I readily threw the form away, and then the more I think the more gas, good grades great! At this moment, I recalled, before the teacher in charge has said that the total evaluation is calculated according to the score of virtue, intelligence, physical beauty, but how much is the proportion of the total evaluation of physical education, with intelligence (performance) proportion, I really can not remember, this calculation of the total evaluation formula is about:

X1x1 × virtue + x2x2 × wisdom + x3x3 × body + x4x4 × Beauty = total rating

Xx is the proportion of morality, intelligence, body and beauty respectively in the total evaluation, this proportion, also known as the weight. Now, I will calculate these four weights, make a good comparison, set out the facts and reason, the four weights should be average, why the weight of wisdom is greater than the others.
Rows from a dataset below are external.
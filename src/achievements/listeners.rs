//! Unlock observers.
//!
//! Listeners run synchronously, in registration order, on the thread that
//! performs the unlock. The table is shared behind an `Arc` so a
//! `Subscription` can remove its listener later without borrowing the
//! manager.

use std::sync::{Arc, Weak};

use parking_lot::RwLock;
use tracing::debug;

use crate::achievements::types::Achievement;

pub type UnlockListener = Arc<dyn Fn(&Achievement) + Send + Sync>;

type ListenerId = u64;

#[derive(Default)]
struct ListenerTable {
    next_id: ListenerId,
    entries: Vec<(ListenerId, UnlockListener)>,
}

#[derive(Clone, Default)]
pub struct UnlockListeners {
    table: Arc<RwLock<ListenerTable>>,
}

impl UnlockListeners {
    pub fn new() -> Self {
        Self::default()
    }

    pub fn subscribe<F>(&self, listener: F) -> Subscription
    where
        F: Fn(&Achievement) + Send + Sync + 'static,
    {
        let mut table = self.table.write();
        let id = table.next_id;
        table.next_id += 1;
        table.entries.push((id, Arc::new(listener)));
        debug!(listener_id = id, "unlock listener registered");

        Subscription {
            id,
            table: Arc::downgrade(&self.table),
        }
    }

    /// Calls every listener with `achievement`. The table lock is released
    /// before the calls, so a listener may subscribe or unsubscribe.
    pub fn notify(&self, achievement: &Achievement) {
        let listeners: Vec<UnlockListener> = self
            .table
            .read()
            .entries
            .iter()
            .map(|(_, listener)| Arc::clone(listener))
            .collect();

        for listener in listeners {
            (*listener)(achievement);
        }
    }

    pub fn len(&self) -> usize {
        self.table.read().entries.len()
    }

    pub fn is_empty(&self) -> bool {
        self.len() == 0
    }
}

impl std::fmt::Debug for UnlockListeners {
    fn fmt(&self, f: &mut std::fmt::Formatter<'_>) -> std::fmt::Result {
        f.debug_struct("UnlockListeners")
            .field("len", &self.len())
            .finish()
    }
}

/// Handle returned by `subscribe`. Dropping it keeps the listener
/// registered; call `unsubscribe` to remove it.
#[derive(Debug)]
pub struct Subscription {
    id: ListenerId,
    table: Weak<RwLock<ListenerTable>>,
}

impl Subscription {
    /// Returns `false` when the listener was already gone.
    pub fn unsubscribe(self) -> bool {
        let Some(table) = self.table.upgrade() else {
            return false;
        };
        let mut table = table.write();
        let before = table.entries.len();
        table.entries.retain(|(id, _)| *id != self.id);
        let removed = table.entries.len() < before;
        if removed {
            debug!(listener_id = self.id, "unlock listener removed");
        }
        removed
    }
}
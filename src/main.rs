mod acesso;
mod circuit_breaker;
mod config;
mod consultores;
mod db;
mod errors;
mod handlers;
mod mail_client;
mod models;
mod registro;
mod roleta;
mod validacao;

use axum::{
    http::StatusCode,
    response::IntoResponse,
    routing::{delete, get, patch, post},
    Router,
};
use moka::future::Cache;
use std::sync::Arc;
use std::time::Duration;
use tower::ServiceBuilder;
use tower_governor::{
    governor::GovernorConfigBuilder, key_extractor::SmartIpKeyExtractor, GovernorLayer,
};
use tower_http::{cors::CorsLayer, limit::RequestBodyLimitLayer, trace::TraceLayer};
use tracing_subscriber::{layer::SubscriberExt, util::SubscriberInitExt};

use crate::config::Config;
use crate::db::Database;

/// Serves the OpenAPI specification YAML file.
///
/// Reads `openapi.yml` from the filesystem and serves it with the
/// appropriate content type; 404 when the file is missing.
async fn serve_openapi_spec() -> impl IntoResponse {
    match tokio::fs::read_to_string("openapi.yml").await {
        Ok(content) => (
            StatusCode::OK,
            [(axum::http::header::CONTENT_TYPE, "text/yaml")],
            content,
        )
            .into_response(),
        Err(_) => (StatusCode::NOT_FOUND, "OpenAPI spec not found").into_response(),
    }
}

/// Serves the Swagger UI HTML page.
///
/// Returns an HTML page embedding Swagger UI, configured to load the
/// specification served by `serve_openapi_spec`.
async fn serve_swagger_ui() -> impl IntoResponse {
    let html = r#"
<!DOCTYPE html>
<html lang="en">
<head>
    <meta charset="UTF-8">
    <meta name="viewport" content="width=device-width, initial-scale=1.0">
    <title>Roleta de Indicações API - Swagger UI</title>
    <link rel="stylesheet" type="text/css" href="https://unpkg.com/swagger-ui-dist@5/swagger-ui.css">
    <style>
        body { margin: 0; padding: 0; }
    </style>
</head>
<body>
    <div id="swagger-ui"></div>
    <script src="https://unpkg.com/swagger-ui-dist@5/swagger-ui-bundle.js"></script>
    <script src="https://unpkg.com/swagger-ui-dist@5/swagger-ui-standalone-preset.js"></script>
    <script>
        window.onload = function() {
            window.ui = SwaggerUIBundle({
                url: "/api-docs/openapi.yml",
                dom_id: '#swagger-ui',
                deepLinking: true,
                presets: [
                    SwaggerUIBundle.presets.apis,
                    SwaggerUIStandalonePreset
                ],
                layout: "StandaloneLayout"
            });
        };
    </script>
</body>
</html>
"#;
    (
        StatusCode::OK,
        [(axum::http::header::CONTENT_TYPE, "text/html; charset=utf-8")],
        html,
    )
}

/// Main entry point for the application.
///
/// Initializes logging, configuration, the database pool, the role cache
/// and the mail-gateway client, then starts the Axum server.
#[tokio::main]
async fn main() -> anyhow::Result<()> {
    // Initialize tracing
    tracing_subscriber::registry()
        .with(
            tracing_subscriber::EnvFilter::try_from_default_env()
                .unwrap_or_else(|_| "rust_roleta_api=debug,tower_http=debug".into()),
        )
        .with(tracing_subscriber::fmt::layer())
        .init();

    // Load configuration
    let config = Config::from_env()?;
    tracing::info!("Configuration loaded successfully");

    // Initialize database connection pool
    let db = Database::new(&config.database_url).await?;
    tracing::info!("Database connection pool established");

    // Role-resolution cache (60s TTL). Keyed by credential digest so a raw
    // token never sits in memory longer than the request.
    let papel_cache = Cache::builder()
        .time_to_live(Duration::from_secs(60))
        .max_capacity(1_000)
        .build();
    tracing::info!("Role cache initialized");

    // Mail gateway client (optional)
    let mail_client = match (&config.mail_gateway_url, &config.mail_gateway_token) {
        (Some(url), Some(token)) => {
            match mail_client::MailGatewayClient::new(
                url.clone(),
                token.clone(),
                config.email_from.clone(),
            ) {
                Ok(client) => {
                    tracing::info!("✓ Mail gateway client initialized: {}", url);
                    Some(client)
                }
                Err(e) => {
                    tracing::error!("Failed to initialize mail client: {}", e);
                    None
                }
            }
        }
        _ => None,
    };

    // Build application state
    let app_state = Arc::new(handlers::AppState {
        db: db.pool.clone(),
        config: config.clone(),
        mail_client,
        papel_cache,
    });

    // Configure rate limiter: 10 requests/second per IP, burst of 20
    let governor_conf = Arc::new(
        GovernorConfigBuilder::default()
            .per_second(10)
            .burst_size(20)
            .key_extractor(SmartIpKeyExtractor)
            .finish()
            .unwrap(),
    );

    // Build protected routes with security layers
    let protected_routes = Router::new()
        // API Documentation
        .route("/docs", get(serve_swagger_ui))
        .route("/api-docs/openapi.yml", get(serve_openapi_spec))
        // Lead intake (public, rate limited)
        .route("/api/indicacoes", post(handlers::processar_indicacao))
        // Dashboard: assignment history
        .route("/api/indicacoes", get(handlers::listar_indicacoes))
        .route(
            "/api/indicacoes/:id/status",
            patch(handlers::atualizar_status_indicacao),
        )
        // Dashboard: consultant registry
        .route("/api/consultores", get(handlers::listar_consultores))
        .route("/api/consultores", post(handlers::criar_consultor))
        .route(
            "/api/consultores/:id/roleta",
            patch(handlers::alternar_roleta_consultor),
        )
        .route("/api/consultores/:id", delete(handlers::remover_consultor))
        .layer(
            ServiceBuilder::new()
                // Request size limit: 1MB max payload (prevents memory exhaustion)
                .layer(RequestBodyLimitLayer::new(1024 * 1024))
                // Rate limiting: 10 req/sec per IP, burst of 20
                .layer(GovernorLayer {
                    config: governor_conf,
                }),
        );

    // Build final app with health check bypassing rate limiting
    let app = Router::new()
        .route("/health", get(handlers::health))
        .merge(protected_routes)
        .with_state(app_state)
        .layer(TraceLayer::new_for_http())
        .layer(CorsLayer::permissive());

    // Start server
    let addr = format!("0.0.0.0:{}", config.port);
    let listener = tokio::net::TcpListener::bind(&addr).await?;
    tracing::info!("Server listening on {}", addr);

    axum::serve(listener, app).await?;

    Ok(())
}
use sqlx::{postgres::PgPoolOptions, PgPool};

pub struct Database {
    pub pool: PgPool,
}

impl Database {
    pub async fn new(database_url: &str) -> anyhow::Result<Self> {
        let pool = PgPoolOptions::new()
            .max_connections(10)
            .connect(database_url)
            .await?;

        // Connectivity probe; schema is applied out-of-band (schema.sql)
        sqlx::query("SELECT 1").execute(&pool).await?;

        Ok(Self { pool })
    }
}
Unconsciously, subconsciously, defines the calculation function of this general evaluation:

// Multiple linear equationsfloat fun(float d, float z, float t, float m, float d_w, float z_w, float t_w, float m_w){    returnd*d_w + z*z_w + t*t_w + m*m_w; }
      
Copy the code
  • 1
  • 2
  • 3
  • 4

At this point, I thought of multiple linear regression, also known as multivariable linear regression. Multiple linear regression is a useful formula: J (theta) = ∑ mi = 1 (h theta (xi) – yi) 22 by Michael Jackson (theta) = ∑ I = 1 m (h theta (xi) – yi) 22 x m.

Some people look at this formula and immediately give up math. So what does this formula mean? Simply put, J(group I weight combination)=∑ number of rows in the table I =1(Group I weight combination x VIRTUE, intelligence, physical beauty − total score)22 x number of rows in the table J(group I weight combination x Virtue, intelligence, physical beauty − total score)=∑ I =1 Number of rows in the table 22 x number of rows in the table.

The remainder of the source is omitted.